◆ Work instructions
Filter the entries beneath this task, copying only the lines that hold the word "office".

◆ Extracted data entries
__________________________________________________

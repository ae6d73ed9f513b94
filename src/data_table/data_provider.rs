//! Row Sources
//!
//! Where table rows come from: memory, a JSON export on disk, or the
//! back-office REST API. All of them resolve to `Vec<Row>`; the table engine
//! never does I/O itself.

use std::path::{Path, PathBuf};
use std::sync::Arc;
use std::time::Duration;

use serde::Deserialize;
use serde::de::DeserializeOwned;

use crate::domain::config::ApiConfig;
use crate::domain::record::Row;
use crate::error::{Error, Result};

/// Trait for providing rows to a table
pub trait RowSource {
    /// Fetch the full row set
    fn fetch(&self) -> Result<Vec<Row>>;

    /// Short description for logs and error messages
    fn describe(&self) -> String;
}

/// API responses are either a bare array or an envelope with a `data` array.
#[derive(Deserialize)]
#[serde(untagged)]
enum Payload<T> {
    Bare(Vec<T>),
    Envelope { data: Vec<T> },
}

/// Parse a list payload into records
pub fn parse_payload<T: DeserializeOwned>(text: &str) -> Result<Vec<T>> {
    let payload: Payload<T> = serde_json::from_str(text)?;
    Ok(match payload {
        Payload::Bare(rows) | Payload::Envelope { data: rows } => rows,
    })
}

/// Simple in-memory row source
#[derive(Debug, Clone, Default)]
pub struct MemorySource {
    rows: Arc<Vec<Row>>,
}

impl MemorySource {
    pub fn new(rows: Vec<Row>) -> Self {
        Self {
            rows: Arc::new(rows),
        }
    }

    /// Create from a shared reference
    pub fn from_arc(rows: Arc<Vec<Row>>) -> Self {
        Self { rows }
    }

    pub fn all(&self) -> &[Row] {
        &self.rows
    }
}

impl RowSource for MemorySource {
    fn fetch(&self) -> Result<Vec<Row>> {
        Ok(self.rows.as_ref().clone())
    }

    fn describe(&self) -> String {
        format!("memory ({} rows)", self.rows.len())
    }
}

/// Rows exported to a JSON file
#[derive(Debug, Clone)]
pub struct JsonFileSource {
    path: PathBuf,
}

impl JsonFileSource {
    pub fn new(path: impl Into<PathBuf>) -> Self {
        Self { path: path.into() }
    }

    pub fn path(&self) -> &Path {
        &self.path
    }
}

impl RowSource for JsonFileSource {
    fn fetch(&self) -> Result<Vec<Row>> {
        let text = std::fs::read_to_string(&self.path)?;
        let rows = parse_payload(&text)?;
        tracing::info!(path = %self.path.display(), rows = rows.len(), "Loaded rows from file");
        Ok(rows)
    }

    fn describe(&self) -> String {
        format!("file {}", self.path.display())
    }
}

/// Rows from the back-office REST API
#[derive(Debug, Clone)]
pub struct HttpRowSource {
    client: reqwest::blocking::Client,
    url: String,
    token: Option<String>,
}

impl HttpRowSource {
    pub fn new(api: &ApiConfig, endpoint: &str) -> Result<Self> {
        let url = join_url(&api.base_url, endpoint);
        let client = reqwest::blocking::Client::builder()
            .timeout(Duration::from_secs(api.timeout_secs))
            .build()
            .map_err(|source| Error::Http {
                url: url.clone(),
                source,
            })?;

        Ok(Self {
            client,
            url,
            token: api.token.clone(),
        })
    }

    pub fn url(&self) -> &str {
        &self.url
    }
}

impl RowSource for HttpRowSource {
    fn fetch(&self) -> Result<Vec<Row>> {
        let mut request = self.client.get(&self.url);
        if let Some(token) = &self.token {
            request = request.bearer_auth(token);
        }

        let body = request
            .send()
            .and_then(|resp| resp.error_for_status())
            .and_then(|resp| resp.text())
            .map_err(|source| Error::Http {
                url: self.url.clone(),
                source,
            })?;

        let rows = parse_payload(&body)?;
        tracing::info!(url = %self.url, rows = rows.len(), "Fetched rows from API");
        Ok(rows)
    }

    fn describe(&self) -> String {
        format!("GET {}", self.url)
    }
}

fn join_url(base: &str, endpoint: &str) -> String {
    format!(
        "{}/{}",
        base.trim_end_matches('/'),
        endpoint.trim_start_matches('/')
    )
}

__________________________________________________

◆ Task result
//! back-office REST API. All of them resolve to `Vec<Row>`; the table engine
/// Rows from the back-office REST API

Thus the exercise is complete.